We welcome the nominations of families in which the deceased parent worked — or the surviving parent continues to work — in the field of public or affordable housing, or community and economic development. To date, the Bollinger Foundation has not awarded grants outside of this priority area, and is unlikely to do so in the future.
The Foundation primarily provides funds for children’s education. This can include — but is not limited to - grants towards special educational needs, school materials, and college tuition. We have also awarded funds for counseling and other special needs.
Our Board of Directors will carefully consider each application. Grants are awarded based on a family’s need; there have been families where there was a devastating loss of a parent but, as there was little financial need, a grant was not awarded.
The Foundation welcomes nominations of eligible families. One can download a hardcopy nomination form (MS Word document). Once completed, the form can be emailed to firstname.lastname@example.org or mailed to:
The Bollinger Foundation
1275 K St. NW / Suite 300
Washington, DC 20005
The Call for Nominations will be launched on April 1 every year. The deadline for submitting grant applications is June 1 of that year. For any questions, please email email@example.com.
We are honored to have contributed over $1 million to families struggling through a variety of situations, helping to defray the costs of basic needs, education, counseling, and much more. Below are just some of the stories of our past recipients.
More than $25,000 was given to the families of HUD employees that were killed in the bombing of the Alfred Murrah Federal Building in Oklahoma City. The victims' families used the funds for counseling and educational support.
Financial assistance was provided to three young children whose only parent - an assistant manager of a multifamily housing project and a local block grant volunteer - was slain. Their grandmother is using the money to pay for the costs of the two younger children to attend a special day care program for disabled children.
Three children of an executive director in Texas received a grant in 1992. Their father, who worked for a local housing authority, was recognized as an innovator in public housing, homelessness, and resident initiatives. HUD considered his creation R.O.S.E. - Residential Opportunities for Success and Empowerment - to be one of the most meaningful resident initiatives in the country.
Funds were given to the family of a woman who worked for the Snohomis County Grants Administration and was responsible for distributing HUD grants. She died of cancer, leaving behind seven children. A grant was given to the youngest child, who wanted to attend a local vocational technical school. The money helped fulfill her dream of studying to become a dental assistant.
The two surviving children of a HUD temporary employee - who did not have government insurance when she passed away - received grant money used by their grandmother to purchase clothing and school supplies.
A single mother received funds to help pay for the counseling her children needed to deal with the death of their father, a former employee of the U.S. Department of Housing and Urban Development who died of heart disease at the age of forty- five.

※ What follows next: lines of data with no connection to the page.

//! Subscription registry operations.

use hookrelay_core::secrets::generate_secret;
use hookrelay_core::types::EntityId;
use hookrelay_core::CoreError;
use hookrelay_db::models::{
    NewSubscription, SubscriptionChanges, WebhookDelivery, WebhookSubscription,
};
use url::Url;

use crate::error::EngineError;
use crate::service::WebhookEngine;

/// Default page size for delivery history.
const DEFAULT_HISTORY_LIMIT: i64 = 50;

/// Hard page-size cap for delivery history.
const MAX_HISTORY_LIMIT: i64 = 200;

impl WebhookEngine {
    /// Register a new webhook subscription for an account.
    ///
    /// Validates the URL and the (non-empty) event set, generates a
    /// signing secret when none is supplied, and persists the
    /// subscription active. The returned record is the only place the
    /// secret is ever exposed in full.
    pub async fn register_webhook(
        &self,
        owner_id: EntityId,
        input: NewSubscription,
    ) -> Result<WebhookSubscription, EngineError> {
        let url = validate_endpoint_url(&input.url)?;
        if input.events.is_empty() {
            return Err(CoreError::Validation("events must not be empty".into()).into());
        }

        let now = chrono::Utc::now();
        let sub = WebhookSubscription {
            id: uuid::Uuid::new_v4(),
            owner_id,
            url,
            events: input
                .events
                .iter()
                .map(|e| e.as_str().to_string())
                .collect(),
            secret: input.secret.unwrap_or_else(generate_secret),
            is_active: true,
            metadata: input
                .metadata
                .unwrap_or_else(|| serde_json::Value::Object(Default::default())),
            created_at: now,
            updated_at: now,
        };

        self.store.insert_subscription(&sub).await?;

        tracing::info!(
            subscription_id = %sub.id,
            owner_id = %owner_id,
            url = %sub.url,
            events = sub.events.len(),
            "Webhook subscription registered"
        );

        Ok(sub)
    }

    /// Update an account's subscription.
    ///
    /// Only `url`, `events`, `is_active`, and `metadata` can change; the
    /// secret is immutable after creation. Fails with `NotFound` when
    /// the id does not exist for that owner.
    pub async fn update_webhook(
        &self,
        owner_id: EntityId,
        id: EntityId,
        changes: SubscriptionChanges,
    ) -> Result<WebhookSubscription, EngineError> {
        if let Some(url) = &changes.url {
            validate_endpoint_url(url)?;
        }
        if let Some(events) = &changes.events {
            if events.is_empty() {
                return Err(CoreError::Validation("events must not be empty".into()).into());
            }
        }

        let updated = self
            .store
            .update_subscription(owner_id, id, &changes)
            .await?
            .ok_or(CoreError::NotFound {
                entity: "WebhookSubscription",
                id,
            })?;

        tracing::info!(subscription_id = %id, owner_id = %owner_id, "Webhook subscription updated");

        Ok(updated)
    }

    /// Delete an account's subscription.
    ///
    /// Idempotent: deleting an id that no longer exists is a no-op, not
    /// an error. Existing delivery records are kept; they reference the
    /// subscription by id only.
    pub async fn delete_webhook(&self, owner_id: EntityId, id: EntityId) -> Result<(), EngineError> {
        let removed = self.store.delete_subscription(owner_id, id).await?;
        if removed {
            tracing::info!(subscription_id = %id, owner_id = %owner_id, "Webhook subscription deleted");
        } else {
            tracing::debug!(subscription_id = %id, "Delete matched no subscription");
        }
        Ok(())
    }

    /// All subscriptions of an account, newest first.
    pub async fn list_webhooks(
        &self,
        owner_id: EntityId,
    ) -> Result<Vec<WebhookSubscription>, EngineError> {
        Ok(self.store.list_subscriptions(owner_id).await?)
    }

    /// Delivery history for one of the account's subscriptions, newest
    /// first. Fails with `NotFound` for a foreign or unknown id.
    pub async fn get_delivery_history(
        &self,
        owner_id: EntityId,
        subscription_id: EntityId,
        limit: Option<i64>,
        offset: Option<i64>,
    ) -> Result<Vec<WebhookDelivery>, EngineError> {
        self.store
            .find_subscription(owner_id, subscription_id)
            .await?
            .ok_or(CoreError::NotFound {
                entity: "WebhookSubscription",
                id: subscription_id,
            })?;

        let limit = limit.unwrap_or(DEFAULT_HISTORY_LIMIT).clamp(1, MAX_HISTORY_LIMIT);
        let offset = offset.unwrap_or(0).max(0);

        Ok(self
            .store
            .list_deliveries(subscription_id, limit, offset)
            .await?)
    }
}

/// Validate and normalize a subscriber endpoint URL.
///
/// Only absolute http/https URLs are accepted.
fn validate_endpoint_url(raw: &str) -> Result<String, EngineError> {
    let url = Url::parse(raw.trim())
        .map_err(|e| CoreError::Validation(format!("Invalid endpoint URL: {e}")))?;

    if !matches!(url.scheme(), "http" | "https") {
        return Err(CoreError::Validation(format!(
            "Endpoint URL must be http or https, got {}",
            url.scheme()
        ))
        .into());
    }

    Ok(url.to_string())
}
//! Webhook signing-secret generation.

use rand::RngCore;

/// Prefix identifying a hookrelay signing secret.
pub const SECRET_PREFIX: &str = "whsec_";

/// Number of random bytes in a generated secret (hex-encoded on output).
pub const SECRET_RANDOM_BYTES: usize = 32;

/// Generate a new cryptographically random signing secret.
///
/// Format: [`SECRET_PREFIX`] followed by [`SECRET_RANDOM_BYTES`] bytes of
/// random hex. The secret is returned to the caller exactly once at
/// subscription creation and is never serialized again.
pub fn generate_secret() -> String {
    let mut bytes = [0u8; SECRET_RANDOM_BYTES];
    rand::rng().fill_bytes(&mut bytes);
    format!("{SECRET_PREFIX}{}", hex::encode(bytes))
}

"The timing couldn't have been more perfect! I had just been told that our short-term grief counseling for the kids was coming to an end, and I'd have to seek outside therapy that was not affiliated with our HMO. This money will allow us to do that. I thank you all so very much."

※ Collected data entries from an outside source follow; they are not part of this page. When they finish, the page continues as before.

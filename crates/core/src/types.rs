/// All entity identifiers are UUIDv4, generated by the service.
pub type EntityId = uuid::Uuid;

/// All timestamps are UTC.
pub type Timestamp = chrono::DateTime<chrono::Utc>;
//! Shared application router builder.
//!
//! Both the production binary (`main.rs`) and the integration tests
//! (`tests/common/mod.rs`) go through [`build_app_router`], so tests
//! exercise the exact middleware stack production runs.

use std::time::Duration;

use axum::http::header::{AUTHORIZATION, CONTENT_TYPE};
use axum::http::{HeaderName, Method, StatusCode};
use axum::Router;
use tower_http::catch_panic::CatchPanicLayer;
use tower_http::cors::CorsLayer;
use tower_http::request_id::{MakeRequestUuid, PropagateRequestIdLayer, SetRequestIdLayer};
use tower_http::timeout::TimeoutLayer;
use tower_http::trace::{DefaultMakeSpan, DefaultOnResponse, TraceLayer};
use tracing::Level;

use crate::config::ServerConfig;
use crate::routes;
use crate::state::AppState;

/// Build the full application [`Router`]: health at the root, the v1 API
/// under `/api/v1`, and the middleware stack (applied bottom-up: CORS,
/// request-id stamping, tracing, request-id propagation, timeout, panic
/// recovery).
pub fn build_app_router(state: AppState, config: &ServerConfig) -> Router {
    let request_id_header = HeaderName::from_static("x-request-id");

    Router::new()
        .merge(routes::health::router())
        .nest("/api/v1", routes::api_routes())
        .layer(CatchPanicLayer::new())
        .layer(TimeoutLayer::with_status_code(
            StatusCode::REQUEST_TIMEOUT,
            Duration::from_secs(config.request_timeout_secs),
        ))
        .layer(PropagateRequestIdLayer::new(request_id_header.clone()))
        .layer(
            TraceLayer::new_for_http()
                .make_span_with(DefaultMakeSpan::new().level(Level::INFO))
                .on_response(DefaultOnResponse::new().level(Level::INFO)),
        )
        .layer(SetRequestIdLayer::new(request_id_header, MakeRequestUuid))
        .layer(cors_layer(config))
        .with_state(state)
}

/// CORS layer from the configured origins. Panics at startup on an
/// invalid origin; misconfiguration should fail fast.
fn cors_layer(config: &ServerConfig) -> CorsLayer {
    let origins: Vec<_> = config
        .cors_origins
        .iter()
        .map(|o| {
            o.parse()
                .unwrap_or_else(|e| panic!("Invalid CORS origin '{o}': {e}"))
        })
        .collect();

    CorsLayer::new()
        .allow_origin(origins)
        .allow_methods([
            Method::GET,
            Method::POST,
            Method::PATCH,
            Method::DELETE,
        ])
        .allow_headers([CONTENT_TYPE, AUTHORIZATION])
        .max_age(Duration::from_secs(3600))
}
//! In-memory [`WebhookStore`] implementation.
//!
//! Behaviourally equivalent to the Postgres store from the engine's
//! point of view. Used by the test suites and suitable for embedded or
//! single-process deployments where durability is not required.

use std::collections::HashMap;

use async_trait::async_trait;
use hookrelay_core::types::EntityId;
use tokio::sync::RwLock;

use crate::models::{AttemptOutcome, SubscriptionChanges, WebhookDelivery, WebhookSubscription};
use crate::store::{StoreError, WebhookStore};

/// [`WebhookStore`] backed by in-process maps.
#[derive(Default)]
pub struct MemoryWebhookStore {
    subscriptions: RwLock<HashMap<EntityId, WebhookSubscription>>,
    deliveries: RwLock<HashMap<EntityId, WebhookDelivery>>,
}

impl MemoryWebhookStore {
    pub fn new() -> Self {
        Self::default()
    }
}

#[async_trait]
impl WebhookStore for MemoryWebhookStore {
    async fn insert_subscription(&self, sub: &WebhookSubscription) -> Result<(), StoreError> {
        self.subscriptions.write().await.insert(sub.id, sub.clone());
        Ok(())
    }

    async fn update_subscription(
        &self,
        owner_id: EntityId,
        id: EntityId,
        changes: &SubscriptionChanges,
    ) -> Result<Option<WebhookSubscription>, StoreError> {
        let mut subscriptions = self.subscriptions.write().await;
        let Some(sub) = subscriptions.get_mut(&id).filter(|s| s.owner_id == owner_id) else {
            return Ok(None);
        };

        if let Some(url) = &changes.url {
            sub.url = url.clone();
        }
        if let Some(events) = &changes.events {
            sub.events = events.iter().map(|e| e.as_str().to_string()).collect();
        }
        if let Some(is_active) = changes.is_active {
            sub.is_active = is_active;
        }
        if let Some(metadata) = &changes.metadata {
            sub.metadata = metadata.clone();
        }
        sub.updated_at = chrono::Utc::now();

        Ok(Some(sub.clone()))
    }

    async fn delete_subscription(
        &self,
        owner_id: EntityId,
        id: EntityId,
    ) -> Result<bool, StoreError> {
        let mut subscriptions = self.subscriptions.write().await;
        match subscriptions.get(&id) {
            Some(sub) if sub.owner_id == owner_id => {
                subscriptions.remove(&id);
                Ok(true)
            }
            _ => Ok(false),
        }
    }

    async fn list_subscriptions(
        &self,
        owner_id: EntityId,
    ) -> Result<Vec<WebhookSubscription>, StoreError> {
        let mut subs: Vec<_> = self
            .subscriptions
            .read()
            .await
            .values()
            .filter(|s| s.owner_id == owner_id)
            .cloned()
            .collect();
        subs.sort_by(|a, b| b.created_at.cmp(&a.created_at));
        Ok(subs)
    }

    async fn find_subscription(
        &self,
        owner_id: EntityId,
        id: EntityId,
    ) -> Result<Option<WebhookSubscription>, StoreError> {
        Ok(self
            .subscriptions
            .read()
            .await
            .get(&id)
            .filter(|s| s.owner_id == owner_id)
            .cloned())
    }

    async fn matching_subscriptions(
        &self,
        owner_id: EntityId,
        event: &str,
    ) -> Result<Vec<WebhookSubscription>, StoreError> {
        Ok(self
            .subscriptions
            .read()
            .await
            .values()
            .filter(|s| {
                s.owner_id == owner_id && s.is_active && s.events.iter().any(|e| e == event)
            })
            .cloned()
            .collect())
    }

    async fn insert_delivery(&self, delivery: &WebhookDelivery) -> Result<(), StoreError> {
        self.deliveries
            .write()
            .await
            .insert(delivery.id, delivery.clone());
        Ok(())
    }

    async fn record_attempt(
        &self,
        delivery_id: EntityId,
        outcome: &AttemptOutcome,
    ) -> Result<(), StoreError> {
        let mut deliveries = self.deliveries.write().await;
        if let Some(delivery) = deliveries.get_mut(&delivery_id) {
            delivery.status = outcome.status.as_str().to_string();
            delivery.attempts = outcome.attempts;
            delivery.last_attempt_at = Some(outcome.last_attempt_at);
            delivery.response_code = outcome.response_code;
            delivery.response_body = outcome.response_body.clone();
            delivery.error = outcome.error.clone();
            delivery.delivered_at = outcome.delivered_at;
        }
        Ok(())
    }

    async fn list_deliveries(
        &self,
        subscription_id: EntityId,
        limit: i64,
        offset: i64,
    ) -> Result<Vec<WebhookDelivery>, StoreError> {
        let mut deliveries: Vec<_> = self
            .deliveries
            .read()
            .await
            .values()
            .filter(|d| d.subscription_id == subscription_id)
            .cloned()
            .collect();
        deliveries.sort_by(|a, b| b.created_at.cmp(&a.created_at));
        Ok(deliveries
            .into_iter()
            .skip(offset.max(0) as usize)
            .take(limit.max(0) as usize)
            .collect())
    }

    async fn find_delivery(&self, id: EntityId) -> Result<Option<WebhookDelivery>, StoreError> {
        Ok(self.deliveries.read().await.get(&id).cloned())
    }
}

#[cfg(test)]
mod tests {
    use hookrelay_core::EventType;
    use uuid::Uuid;

    use super::*;
    use crate::models::DeliveryStatus;

    fn subscription(owner_id: EntityId, events: &[&str], is_active: bool) -> WebhookSubscription {
        WebhookSubscription {
            id: Uuid::new_v4(),
            owner_id,
            url: "https://example.test/hook".into(),
            events: events.iter().map(|e| e.to_string()).collect(),
            secret: "whsec_test".into(),
            is_active,
            metadata: serde_json::Value::Object(Default::default()),
            created_at: chrono::Utc::now(),
            updated_at: chrono::Utc::now(),
        }
    }

    #[tokio::test]
    async fn matching_filters_owner_activity_and_event() {
        let store = MemoryWebhookStore::new();
        let owner = Uuid::new_v4();
        let other_owner = Uuid::new_v4();

        let matching = subscription(owner, &["task.completed"], true);
        let inactive = subscription(owner, &["task.completed"], false);
        let wrong_event = subscription(owner, &["file.created"], true);
        let foreign = subscription(other_owner, &["task.completed"], true);

        for sub in [&matching, &inactive, &wrong_event, &foreign] {
            store.insert_subscription(sub).await.unwrap();
        }

        let found = store
            .matching_subscriptions(owner, "task.completed")
            .await
            .unwrap();
        assert_eq!(found.len(), 1);
        assert_eq!(found[0].id, matching.id);
    }

    #[tokio::test]
    async fn update_is_owner_scoped_and_preserves_secret() {
        let store = MemoryWebhookStore::new();
        let owner = Uuid::new_v4();
        let sub = subscription(owner, &["task.completed"], true);
        store.insert_subscription(&sub).await.unwrap();

        // Wrong owner sees nothing.
        let miss = store
            .update_subscription(Uuid::new_v4(), sub.id, &SubscriptionChanges::default())
            .await
            .unwrap();
        assert!(miss.is_none());

        let changes = SubscriptionChanges {
            events: Some(vec![EventType::FileCreated]),
            is_active: Some(false),
            ..Default::default()
        };
        let updated = store
            .update_subscription(owner, sub.id, &changes)
            .await
            .unwrap()
            .unwrap();
        assert_eq!(updated.events, vec!["file.created".to_string()]);
        assert!(!updated.is_active);
        assert_eq!(updated.secret, sub.secret);
        assert!(updated.updated_at >= sub.updated_at);
    }

    #[tokio::test]
    async fn delete_reports_whether_a_row_was_removed() {
        let store = MemoryWebhookStore::new();
        let owner = Uuid::new_v4();
        let sub = subscription(owner, &["task.completed"], true);
        store.insert_subscription(&sub).await.unwrap();

        assert!(store.delete_subscription(owner, sub.id).await.unwrap());
        assert!(!store.delete_subscription(owner, sub.id).await.unwrap());
    }

    #[tokio::test]
    async fn list_is_newest_first() {
        let store = MemoryWebhookStore::new();
        let owner = Uuid::new_v4();

        let mut first = subscription(owner, &["task.completed"], true);
        first.created_at = chrono::Utc::now() - chrono::Duration::seconds(10);
        let second = subscription(owner, &["task.completed"], true);

        store.insert_subscription(&first).await.unwrap();
        store.insert_subscription(&second).await.unwrap();

        let listed = store.list_subscriptions(owner).await.unwrap();
        assert_eq!(listed.len(), 2);
        assert_eq!(listed[0].id, second.id);
        assert_eq!(listed[1].id, first.id);
    }

    #[tokio::test]
    async fn record_attempt_updates_delivery_fields() {
        let store = MemoryWebhookStore::new();
        let delivery = WebhookDelivery {
            id: Uuid::new_v4(),
            subscription_id: Uuid::new_v4(),
            event: "task.completed".into(),
            payload: serde_json::json!({"id": "p"}),
            status: "pending".into(),
            attempts: 0,
            last_attempt_at: None,
            response_code: None,
            response_body: None,
            error: None,
            created_at: chrono::Utc::now(),
            delivered_at: None,
        };
        store.insert_delivery(&delivery).await.unwrap();

        let now = chrono::Utc::now();
        let outcome = AttemptOutcome {
            attempts: 1,
            last_attempt_at: now,
            status: DeliveryStatus::Success,
            response_code: Some(200),
            response_body: Some("ok".into()),
            error: None,
            delivered_at: Some(now),
        };
        store.record_attempt(delivery.id, &outcome).await.unwrap();

        let stored = store.find_delivery(delivery.id).await.unwrap().unwrap();
        assert_eq!(stored.status, "success");
        assert_eq!(stored.attempts, 1);
        assert_eq!(stored.response_code, Some(200));
        assert!(stored.delivered_at.is_some());
    }
}
use axum::http::StatusCode;
use axum::response::{IntoResponse, Response};
use hookrelay_core::CoreError;
use hookrelay_engine::EngineError;
use serde_json::json;

/// Application-level error type for HTTP handlers.
///
/// Wraps [`EngineError`] for engine operations and adds HTTP-specific
/// variants. Implements [`IntoResponse`] to produce consistent JSON
/// error responses.
#[derive(Debug, thiserror::Error)]
pub enum AppError {
    /// An error from the delivery engine.
    #[error(transparent)]
    Engine(#[from] EngineError),

    /// A bad request with a human-readable message.
    #[error("Bad request: {0}")]
    BadRequest(String),
}

/// Convenience type alias for handler return values.
pub type AppResult<T> = Result<T, AppError>;

impl IntoResponse for AppError {
    fn into_response(self) -> Response {
        let (status, code, message) = match &self {
            AppError::Engine(engine) => classify_engine_error(engine),
            AppError::BadRequest(msg) => (StatusCode::BAD_REQUEST, "BAD_REQUEST", msg.clone()),
        };

        let body = json!({
            "error": message,
            "code": code,
        });

        (status, axum::Json(body)).into_response()
    }
}

/// Classify an engine error into an HTTP status, error code, and message.
///
/// Domain errors map to 404/400; store and serialization failures map
/// to a sanitized 500.
fn classify_engine_error(err: &EngineError) -> (StatusCode, &'static str, String) {
    match err {
        EngineError::Core(core) => match core {
            CoreError::NotFound { entity, id } => (
                StatusCode::NOT_FOUND,
                "NOT_FOUND",
                format!("{entity} with id {id} not found"),
            ),
            CoreError::Validation(msg) => {
                (StatusCode::BAD_REQUEST, "VALIDATION_ERROR", msg.clone())
            }
            CoreError::Internal(msg) => {
                tracing::error!(error = %msg, "Internal core error");
                (
                    StatusCode::INTERNAL_SERVER_ERROR,
                    "INTERNAL_ERROR",
                    "An internal error occurred".to_string(),
                )
            }
        },
        EngineError::Store(store) => {
            tracing::error!(error = %store, "Store error");
            (
                StatusCode::INTERNAL_SERVER_ERROR,
                "INTERNAL_ERROR",
                "An internal error occurred".to_string(),
            )
        }
        EngineError::Serialization(e) => {
            tracing::error!(error = %e, "Payload serialization error");
            (
                StatusCode::INTERNAL_SERVER_ERROR,
                "INTERNAL_ERROR",
                "An internal error occurred".to_string(),
            )
        }
    }
}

"In 2007 my daughter was awarded a grant that we were both extremely appreciative to have received. She was attending Xavier University as a pharmacy student and the awarding of that grant came at a time that was critical because funds were extremely tight. In May, 2009, she graduated from Xavier with a Doctorate of Pharmacy degree as a cum laude student. She has now passed the national pharmacy exam as well as the state exam in Mississippi. She is employed where she is a retail pharmacist. The area that she works in is one serves mostly the under-privileged. Obviously, we think that you made a great choice when you chose her to be a recipient of your foundation funds and hope this letter gives proof. Again, sincere thanks for the assistance."
"Once again, I cannot express to you how much it means to my family to be chosen as a recipient of a Bollinger Foundation grant. I received the check in the mail this week and it will go a long way towards defraying my daughter's college and graduate educational expenses this fall. I hope that my heartfelt gratitude toward the Bollinger family helps to ease the pain of their loss."

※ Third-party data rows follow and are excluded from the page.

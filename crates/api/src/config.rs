use std::time::Duration;

use hookrelay_engine::EngineConfig;

/// Server configuration loaded from environment variables.
///
/// All fields have sensible defaults suitable for local development.
/// In production, override via environment variables.
#[derive(Debug, Clone)]
pub struct ServerConfig {
    /// Bind address (default: `0.0.0.0`).
    pub host: String,
    /// Bind port (default: `3000`).
    pub port: u16,
    /// Allowed CORS origins, parsed from comma-separated `CORS_ORIGINS` env var.
    pub cors_origins: Vec<String>,
    /// HTTP request timeout in seconds (default: `30`).
    pub request_timeout_secs: u64,
    /// Maximum delivery attempts per webhook delivery (default: `3`).
    pub webhook_max_retries: i32,
    /// Base retry backoff in milliseconds (default: `5000`).
    pub webhook_base_delay_ms: u64,
    /// Outbound delivery attempt timeout in seconds (default: `30`).
    pub webhook_timeout_secs: u64,
    /// Name of the outbound signature header
    /// (default: `X-Webhook-Signature`).
    pub webhook_signature_header: String,
}

impl ServerConfig {
    /// Load configuration from environment variables with defaults.
    ///
    /// | Env Var                    | Default                 |
    /// |----------------------------|-------------------------|
    /// | `HOST`                     | `0.0.0.0`               |
    /// | `PORT`                     | `3000`                  |
    /// | `CORS_ORIGINS`             | `http://localhost:5173` |
    /// | `REQUEST_TIMEOUT_SECS`     | `30`                    |
    /// | `WEBHOOK_MAX_RETRIES`      | `3`                     |
    /// | `WEBHOOK_BASE_DELAY_MS`    | `5000`                  |
    /// | `WEBHOOK_TIMEOUT_SECS`     | `30`                    |
    /// | `WEBHOOK_SIGNATURE_HEADER` | `X-Webhook-Signature`   |
    pub fn from_env() -> Self {
        let host = std::env::var("HOST").unwrap_or_else(|_| "0.0.0.0".into());

        let port: u16 = std::env::var("PORT")
            .unwrap_or_else(|_| "3000".into())
            .parse()
            .expect("PORT must be a valid u16");

        let cors_origins: Vec<String> = std::env::var("CORS_ORIGINS")
            .unwrap_or_else(|_| "http://localhost:5173".into())
            .split(',')
            .map(|s| s.trim().to_string())
            .filter(|s| !s.is_empty())
            .collect();

        let request_timeout_secs: u64 = std::env::var("REQUEST_TIMEOUT_SECS")
            .unwrap_or_else(|_| "30".into())
            .parse()
            .expect("REQUEST_TIMEOUT_SECS must be a valid u64");

        let webhook_max_retries: i32 = std::env::var("WEBHOOK_MAX_RETRIES")
            .unwrap_or_else(|_| "3".into())
            .parse()
            .expect("WEBHOOK_MAX_RETRIES must be a valid i32");

        let webhook_base_delay_ms: u64 = std::env::var("WEBHOOK_BASE_DELAY_MS")
            .unwrap_or_else(|_| "5000".into())
            .parse()
            .expect("WEBHOOK_BASE_DELAY_MS must be a valid u64");

        let webhook_timeout_secs: u64 = std::env::var("WEBHOOK_TIMEOUT_SECS")
            .unwrap_or_else(|_| "30".into())
            .parse()
            .expect("WEBHOOK_TIMEOUT_SECS must be a valid u64");

        let webhook_signature_header = std::env::var("WEBHOOK_SIGNATURE_HEADER")
            .unwrap_or_else(|_| "X-Webhook-Signature".into());

        Self {
            host,
            port,
            cors_origins,
            request_timeout_secs,
            webhook_max_retries,
            webhook_base_delay_ms,
            webhook_timeout_secs,
            webhook_signature_header,
        }
    }

    /// Engine configuration derived from the server configuration.
    pub fn engine_config(&self) -> EngineConfig {
        EngineConfig {
            max_retries: self.webhook_max_retries,
            base_delay: Duration::from_millis(self.webhook_base_delay_ms),
            request_timeout: Duration::from_secs(self.webhook_timeout_secs),
            signature_header: self.webhook_signature_header.clone(),
            ..EngineConfig::default()
        }
    }
}
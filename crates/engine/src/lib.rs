//! The hookrelay delivery engine.
//!
//! [`WebhookEngine`] is the single service object the rest of the system
//! talks to. It owns the store handle, the outbound HTTP client, and the
//! in-process retry timers:
//!
//! - [`registry`] — subscription CRUD and delivery history.
//! - [`dispatcher`] — `emit` fan-out and the per-delivery attempt loop.
//! - [`executor`] — one signed HTTP POST attempt.
//! - [`scheduler`] — exponentially backed-off retry timers, keyed by
//!   delivery id, cancellable at shutdown.
//! - [`outcome`] — broadcast channel of terminal delivery outcomes.
//!
//! Construct the engine once at process start and share it via
//! `Arc<WebhookEngine>`.

pub mod config;
pub mod dispatcher;
pub mod error;
pub mod executor;
pub mod outcome;
pub mod registry;
pub mod scheduler;
pub mod service;

pub use config::EngineConfig;
pub use error::EngineError;
pub use outcome::DeliveryOutcome;
pub use service::WebhookEngine;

"I can't begin to express what your gift means to me and my family (David II and Justin). The grant awards for the boys, and especially for David's education expenses, are most definitely helpful and will be used in good measure. David has a year and a half left of undergraduate schooling, and we pray he may continue on to law school. Justin is in the 9th grade this year, and is doing very well. The last three years has been difficult without David Sr., but knowing we have the support of people like you certainly helps to lighten the burden. Please know that I won't forget your kind gesture. Thank you and all the staff at the Foundation."
"I received the grant award letter in yesterday's mail and I was so thrilled and thankful to receive it. I am the Economic Development Director for a city and I love my job. However, with the economy and the year's municipal budget constraints, I was thinking I might have to look for another job in order to afford to pay for my son's education. The Bollinger Foundation grant award will allow Tommy to attend Fairfield University and for me to stay in the economic development field. Words cannot express how appreciative and thankful Tommy and I are about this generous award. It will truly make a difference in our lives."